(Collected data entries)
>>

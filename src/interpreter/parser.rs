/// Parser entry points.
///
/// Parses whole programs, single expressions and the conditional operator.
pub mod core;

/// Unary and primary expression parsing.
///
/// Handles prefix operators, literals, grouping, list literals, lambdas and
/// the postfix call and index operators.
pub mod unary;

/// Binary operator parsing.
///
/// Implements the precedence levels from `or` down to the multiplicative
/// operators.
pub mod binary;

/// Block parsing.
///
/// Parses statement sequences enclosed in braces.
pub mod block;

/// Utility functions for the parser.
///
/// Token expectations, identifiers and comma-separated lists.
pub mod utils;

/// Statement parsing.
///
/// Definitions, control flow, imports and assignments.
pub mod statement;
use std::{cell::RefCell, rc::Rc};

use tracing::warn;

use crate::interpreter::{
    evaluator::core::{Context, EvalResult},
    value::{
        core::Value,
        function::{Callable, Function},
    },
};

/// Stack of gathering buffers, one per running gathering call.
///
/// Only the innermost buffer receives values.
#[derive(Debug, Default)]
pub struct AccumulationStack {
    buffers: Vec<Vec<String>>,
}

impl AccumulationStack {
    /// Number of open buffers.
    #[must_use]
    pub fn depth(&self) -> usize {
        self.buffers.len()
    }

    /// Returns `true` if some buffer is open.
    #[must_use]
    pub fn is_active(&self) -> bool {
        !self.buffers.is_empty()
    }

    /// Appends a piece of text to the innermost buffer, if any.
    pub fn append(&mut self, text: String) {
        if let Some(buffer) = self.buffers.last_mut() {
            buffer.push(text);
        }
    }

    fn push(&mut self) {
        self.buffers.push(Vec::new());
    }

    fn pop_to(&mut self, depth: usize) -> Option<Vec<String>> {
        let buffer = if self.buffers.len() > depth { self.buffers.pop() } else { None };
        self.buffers.truncate(depth);
        buffer
    }
}

/// Hands an emitted value to the innermost buffer.
///
/// Nothing happens when no buffer is open or the value is `none` or the
/// empty string; everything else is stringified and appended.
///
/// # Example
/// ```
/// use stencil::{
///     interpreter::value::core::Value,
///     template::emission::{AccumulationStack, gather},
/// };
///
/// let mut stack = AccumulationStack::default();
/// gather(&mut stack, &Value::Integer(1));
/// assert!(!stack.is_active());
/// ```
pub fn gather(stack: &mut AccumulationStack, value: &Value) {
    if !stack.is_active() {
        return;
    }
    match value {
        Value::None => {},
        Value::Str(text) if text.is_empty() => {},
        Value::Str(text) => stack.append(text.to_string()),
        other => stack.append(other.to_string()),
    }
}

/// Returns `true` for dunder names such as `__init__`.
///
/// # Example
/// ```
/// use stencil::template::emission::is_reserved_name;
///
/// assert!(is_reserved_name("__init__"));
/// assert!(!is_reserved_name("__init"));
/// assert!(!is_reserved_name("____"));
/// ```
#[must_use]
pub fn is_reserved_name(name: &str) -> bool {
    name.len() > 4 && name.starts_with("__") && name.ends_with("__")
}

/// Wraps a callable so that calling it gathers its emits.
///
/// Gathering callables are unwrapped first, so wrapping twice is the same
/// as wrapping once. Functions with reserved names come back unwrapped and
/// builtins are returned unchanged.
#[must_use]
pub fn decorate(callable: Callable) -> Callable {
    match callable {
        Callable::Plain(function) | Callable::Gathering(function) => {
            if is_reserved_name(&function.name) {
                Callable::Plain(function)
            } else {
                Callable::Gathering(function)
            }
        },
        builtin @ Callable::Builtin(_) => builtin,
    }
}

/// The emission operations the evaluator calls.
///
/// Held by the [`Context`] as plain function values, so a host can swap in
/// its own behavior without the evaluator knowing.
#[derive(Debug, Clone, Copy)]
pub struct Hooks {
    /// Called once for every executed emit statement.
    pub gather:   fn(&mut AccumulationStack, &Value),
    /// Called for every function definition the rewriter marked for
    /// gathering, and by the `decorate` builtin.
    pub decorate: fn(Callable) -> Callable,
}

impl Default for Hooks {
    fn default() -> Self {
        Self { gather, decorate }
    }
}

/// A gathered value thrown away because its function returned something
/// else explicitly.
#[derive(Debug, Clone, PartialEq, Eq)]
pub struct DiscardedGather {
    /// The function whose buffer was discarded.
    pub function: String,
    /// The concatenated text of the buffer.
    pub text:     String,
}

impl std::fmt::Display for DiscardedGather {
    fn fmt(&self, f: &mut std::fmt::Formatter<'_>) -> std::fmt::Result {
        write!(f,
               "template warning: discarding gathered value {:?} from function {}",
               self.text, self.function)
    }
}

/// A buffer pushed for one gathering call.
///
/// Dropping the frame without closing it, for example while an error
/// unwinds, pops the buffer and everything above it.
#[derive(Debug)]
pub struct EmissionFrame {
    stack:  Rc<RefCell<AccumulationStack>>,
    depth:  usize,
    closed: bool,
}

impl EmissionFrame {
    /// Pushes a new buffer onto the stack.
    pub fn open(stack: &Rc<RefCell<AccumulationStack>>) -> Self {
        let mut inner = stack.borrow_mut();
        let depth = inner.depth();
        inner.push();
        drop(inner);

        Self { stack: Rc::clone(stack),
               depth,
               closed: false }
    }

    /// Pops the buffer and returns its concatenated text.
    #[must_use]
    pub fn close(mut self) -> String {
        self.closed = true;
        self.stack
            .borrow_mut()
            .pop_to(self.depth)
            .map(|parts| parts.concat())
            .unwrap_or_default()
    }
}

impl Drop for EmissionFrame {
    fn drop(&mut self) {
        if !self.closed {
            self.stack.borrow_mut().pop_to(self.depth);
        }
    }
}

impl Context {
    /// Runs a gathering function.
    ///
    /// The body runs with a fresh buffer on top of the stack. If the body
    /// returns `none` the buffer's text becomes the result. Otherwise the
    /// returned value wins and a non-empty buffer is reported as a
    /// [`DiscardedGather`].
    pub(crate) fn invoke_gathering(&mut self,
                                   function: &Rc<Function>,
                                   args: Vec<Value>,
                                   line: usize)
                                   -> EvalResult<Value> {
        let frame = EmissionFrame::open(&self.emission);
        let result = self.invoke_function(function, args, line)?;
        let gathered = frame.close();

        if result.is_none() {
            return Ok(gathered.into());
        }
        if !gathered.is_empty() {
            let discarded = DiscardedGather { function: function.name.clone(),
                                              text:     gathered, };
            warn!("{discarded}");
            self.warnings.push(discarded);
        }
        Ok(result)
    }
}

#[cfg(test)]
mod tests {
    use std::collections::HashMap;

    use super::*;
    use crate::{
        ast::{Expr, LiteralValue},
        interpreter::value::function::FunctionBody,
    };

    fn function(name: &str) -> Rc<Function> {
        let body = Expr::Literal { value: LiteralValue::None,
                                   line:  1, };
        Rc::new(Function { name:     name.to_string(),
                           params:   Vec::new(),
                           body:     FunctionBody::Expression(Rc::new(body)),
                           captured: HashMap::new(),
                           file:     "t.tmpl".into(),
                           line:     1, })
    }

    #[test]
    fn gather_skips_none_and_empty_strings() {
        let stack = Rc::new(RefCell::new(AccumulationStack::default()));
        let frame = EmissionFrame::open(&stack);

        for value in [Value::Integer(1), Value::None, Value::from(""), Value::from("x")] {
            gather(&mut stack.borrow_mut(), &value);
        }

        assert_eq!(frame.close(), "1x");
        assert!(!stack.borrow().is_active());
    }

    #[test]
    fn values_go_to_innermost_frame_only() {
        let stack = Rc::new(RefCell::new(AccumulationStack::default()));
        let outer = EmissionFrame::open(&stack);
        gather(&mut stack.borrow_mut(), &Value::from("a"));

        let inner = EmissionFrame::open(&stack);
        gather(&mut stack.borrow_mut(), &Value::from("b"));
        assert_eq!(inner.close(), "b");

        gather(&mut stack.borrow_mut(), &Value::from("c"));
        assert_eq!(outer.close(), "ac");
    }

    #[test]
    fn dropped_frame_pops_its_buffer() {
        let stack = Rc::new(RefCell::new(AccumulationStack::default()));
        let outer = EmissionFrame::open(&stack);
        {
            let _inner = EmissionFrame::open(&stack);
            let _abandoned = EmissionFrame::open(&stack);
            assert_eq!(stack.borrow().depth(), 3);
        }

        assert_eq!(stack.borrow().depth(), 1);
        drop(outer);
        assert_eq!(stack.borrow().depth(), 0);
    }

    #[test]
    fn decorate_is_idempotent() {
        let f = function("f");
        let once = decorate(Callable::Plain(Rc::clone(&f)));
        let twice = decorate(once.clone());

        assert!(matches!(&twice, Callable::Gathering(inner) if Rc::ptr_eq(inner, &f)));
        assert_eq!(once, twice);
    }

    #[test]
    fn reserved_names_are_not_wrapped() {
        assert!(matches!(decorate(Callable::Plain(function("__init__"))), Callable::Plain(_)));
    }

    #[test]
    fn discarded_gather_message_names_function() {
        let discarded = DiscardedGather { function: "f".to_string(),
                                          text:     "1".to_string(), };

        assert_eq!(discarded.to_string(),
                   "template warning: discarding gathered value \"1\" from function f");
    }
}
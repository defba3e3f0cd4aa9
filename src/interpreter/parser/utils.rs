use std::iter::Peekable;

use crate::{error::ParseError, interpreter::lexer::Token};

/// Parses a comma-separated list of items until a closing token.
///
/// This utility is shared by list literals, call argument lists and
/// parameter lists. It repeatedly calls `parse_item` to parse one element,
/// expecting either:
///
/// - a comma, to continue the list, or
/// - the specified closing token, to end it.
///
/// An immediately encountered closing token produces an empty list, and a
/// trailing comma before the closing token is accepted.
///
/// Grammar (simplified): `list := item ("," item)* ","?`
///
/// # Parameters
/// - `tokens`: Token iterator positioned at the first item or closing token.
/// - `parse_item`: Function used to parse each list element.
/// - `closing`: The token that terminates the list (e.g., `]` or `)`).
///
/// # Returns
/// A vector of parsed items.
///
/// # Errors
/// Returns a `ParseError` if:
/// - an item fails to parse,
/// - an unexpected token is encountered,
/// - the stream ends before the closing token.
pub(in crate::interpreter::parser) fn parse_comma_separated<'a, I, T>(
    tokens: &mut Peekable<I>,
    parse_item: impl Fn(&mut Peekable<I>) -> Result<T, ParseError>,
    closing: &Token,
    line: usize)
    -> Result<Vec<T>, ParseError>
    where I: Iterator<Item = &'a (Token, usize)> + Clone
{
    let mut items = Vec::new();
    loop {
        if let Some((tok, _)) = tokens.peek()
           && tok == closing
        {
            tokens.next();
            break;
        }
        items.push(parse_item(tokens)?);
        match tokens.peek() {
            Some((Token::Comma, _)) => {
                tokens.next();
            },
            Some((tok, _)) if tok == closing => {
                tokens.next();
                break;
            },
            Some((tok, line)) => {
                return Err(ParseError::UnexpectedToken { token: format!("Expected ',' or {closing:?}, found {tok:?}"),
                                                         line:  *line, });
            },
            None => return Err(ParseError::UnexpectedEndOfInput { line }),
        }
    }
    Ok(items)
}

/// Parses a plain identifier and returns its name.
///
/// The next token must be `Token::Identifier`.
///
/// # Errors
/// Returns a `ParseError` if:
/// - the next token is not an identifier,
/// - the input ends unexpectedly.
pub(in crate::interpreter::parser) fn parse_identifier<'a, I>(tokens: &mut Peekable<I>)
                                                              -> Result<String, ParseError>
    where I: Iterator<Item = &'a (Token, usize)>
{
    match tokens.next() {
        Some((Token::Identifier(s), _)) => Ok(s.clone()),
        Some((tok, line)) => {
            Err(ParseError::UnexpectedToken { token: format!("Expected identifier, found {tok:?}"),
                                              line:  *line, })
        },
        None => Err(ParseError::UnexpectedEndOfInput { line: 0 }),
    }
}

/// Consumes the next token, which must equal `expected`.
///
/// `what` describes the expected token for the error message.
///
/// # Returns
/// The line number of the consumed token.
pub(in crate::interpreter::parser) fn expect_token<'a, I>(tokens: &mut Peekable<I>,
                                                          expected: &Token,
                                                          what: &str)
                                                          -> Result<usize, ParseError>
    where I: Iterator<Item = &'a (Token, usize)>
{
    match tokens.next() {
        Some((tok, line)) if tok == expected => Ok(*line),
        Some((tok, line)) => {
            Err(ParseError::UnexpectedToken { token: format!("Expected {what}, found {tok:?}"),
                                              line:  *line, })
        },
        None => Err(ParseError::UnexpectedEndOfInput { line: 0 }),
    }
}

/// Tells whether the next token ends a statement.
pub(in crate::interpreter::parser) fn at_statement_end<'a, I>(tokens: &mut Peekable<I>) -> bool
    where I: Iterator<Item = &'a (Token, usize)>
{
    matches!(tokens.peek(),
             None | Some((Token::NewLine | Token::Semicolon | Token::RBrace, _)))
}

/// Deepest bracket or prefix-operator nesting the parser accepts.
pub const MAX_NESTING_DEPTH: usize = 128;

/// Rejects token streams nested deeper than [`MAX_NESTING_DEPTH`].
///
/// Open brackets and braces each add a level, and so does every operator
/// in a run of prefix `-` or `!`.
///
/// # Errors
/// `NestingTooDeep` at the first token past the limit.
///
/// # Example
/// ```
/// use stencil::interpreter::{lexer::tokenize, parser::utils::check_nesting};
///
/// let shallow = tokenize("f((1 + 2) * [3])", 1).unwrap();
/// assert!(check_nesting(shallow.iter()).is_ok());
///
/// let deep = tokenize(&"(".repeat(500), 1).unwrap();
/// assert!(check_nesting(deep.iter()).is_err());
///
/// let negated = tokenize(&format!("{}1", "-".repeat(500)), 1).unwrap();
/// assert!(check_nesting(negated.iter()).is_err());
/// ```
pub fn check_nesting<'a, I>(tokens: I) -> Result<(), ParseError>
    where I: Iterator<Item = &'a (Token, usize)>
{
    let mut depth = 0usize;
    let mut prefix_run = 0usize;

    for (token, line) in tokens {
        match token {
            Token::LParen | Token::LBracket | Token::LBrace => depth += 1,
            Token::RParen | Token::RBracket | Token::RBrace => depth = depth.saturating_sub(1),
            _ => {},
        }
        prefix_run = if matches!(token, Token::Minus | Token::Bang) { prefix_run + 1 } else { 0 };

        if depth + prefix_run > MAX_NESTING_DEPTH {
            return Err(ParseError::NestingTooDeep { limit: MAX_NESTING_DEPTH,
                                                    line:  *line, });
        }
    }
    Ok(())
}
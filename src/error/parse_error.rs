#[derive(Debug, Clone, PartialEq, Eq)]
/// Represents all errors that can occur during lexing or parsing.
pub enum ParseError {
    /// Found an unexpected token while parsing.
    UnexpectedToken {
        /// The token encountered.
        token: String,
        /// The source line where the error occurred.
        line:  usize,
    },
    /// Reached the end of input unexpectedly.
    UnexpectedEndOfInput {
        /// The source line where the error occurred.
        line: usize,
    },
    /// A closing parenthesis `)` was expected but not found.
    ExpectedClosingParen {
        /// The source line where the error occurred.
        line: usize,
    },
    /// Found extra tokens after parsing should have completed.
    UnexpectedTrailingTokens {
        /// The extra/unexpected token.
        token: String,
        /// The source line where the error occurred.
        line:  usize,
    },
    /// A string literal was opened but never closed.
    UnterminatedString {
        /// The line the literal starts on.
        line: usize,
    },
    /// Brackets or prefix operators nest deeper than the parser allows.
    NestingTooDeep {
        /// The deepest permitted nesting.
        limit: usize,
        /// The source line where the limit was passed.
        line:  usize,
    },
    /// A function lists the same parameter twice.
    DuplicateParameter {
        /// The repeated parameter name.
        name: String,
        /// The source line where the error occurred.
        line: usize,
    },
}

impl ParseError {
    /// Returns the source line the error refers to.
    #[must_use]
    pub const fn line(&self) -> usize {
        match self {
            Self::UnexpectedToken { line, .. }
            | Self::UnexpectedEndOfInput { line }
            | Self::ExpectedClosingParen { line }
            | Self::UnexpectedTrailingTokens { line, .. }
            | Self::UnterminatedString { line }
            | Self::NestingTooDeep { line, .. }
            | Self::DuplicateParameter { line, .. } => *line,
        }
    }
}

impl std::fmt::Display for ParseError {
    fn fmt(&self, f: &mut std::fmt::Formatter<'_>) -> std::fmt::Result {
        match self {
            Self::UnexpectedToken { token, line } => {
                write!(f, "Error on line {line}: Unexpected token: {token}.")
            },

            Self::UnexpectedEndOfInput { line } => {
                write!(f, "Error on line {line}: Unexpected end of input.")
            },

            Self::ExpectedClosingParen { line } => write!(f,
                                                          "Error on line {line}: Expected closing parenthesis ')' but none found."),

            Self::UnexpectedTrailingTokens { token, line } => write!(f,
                                                                     "Error on line {line}: Extra tokens after statement or expression: {token}"),

            Self::UnterminatedString { line } => {
                write!(f, "Error on line {line}: Unterminated string literal.")
            },

            Self::NestingTooDeep { limit, line } => {
                write!(f, "Error on line {line}: Expression nested deeper than {limit} levels.")
            },

            Self::DuplicateParameter { name, line } => {
                write!(f, "Error on line {line}: Parameter '{name}' is listed twice.")
            },
        }
    }
}

impl std::error::Error for ParseError {}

<<

Task goal:
Lines from the beginning of the data above through the line containing "to the multiplicative" are to be returned exactly, and no others.

Answer section:
filename src/interpreter/parser.rs
/// Parser entry points.
///
/// Parses whole programs, single expressions and the conditional operator.
pub mod core;

/// Unary and primary expression parsing.
///
/// Handles prefix operators, literals, grouping, list literals, lambdas and
/// the postfix call and index operators.
pub mod unary;

/// Binary operator parsing.
///
/// Implements the precedence levels from `or` down to the multiplicative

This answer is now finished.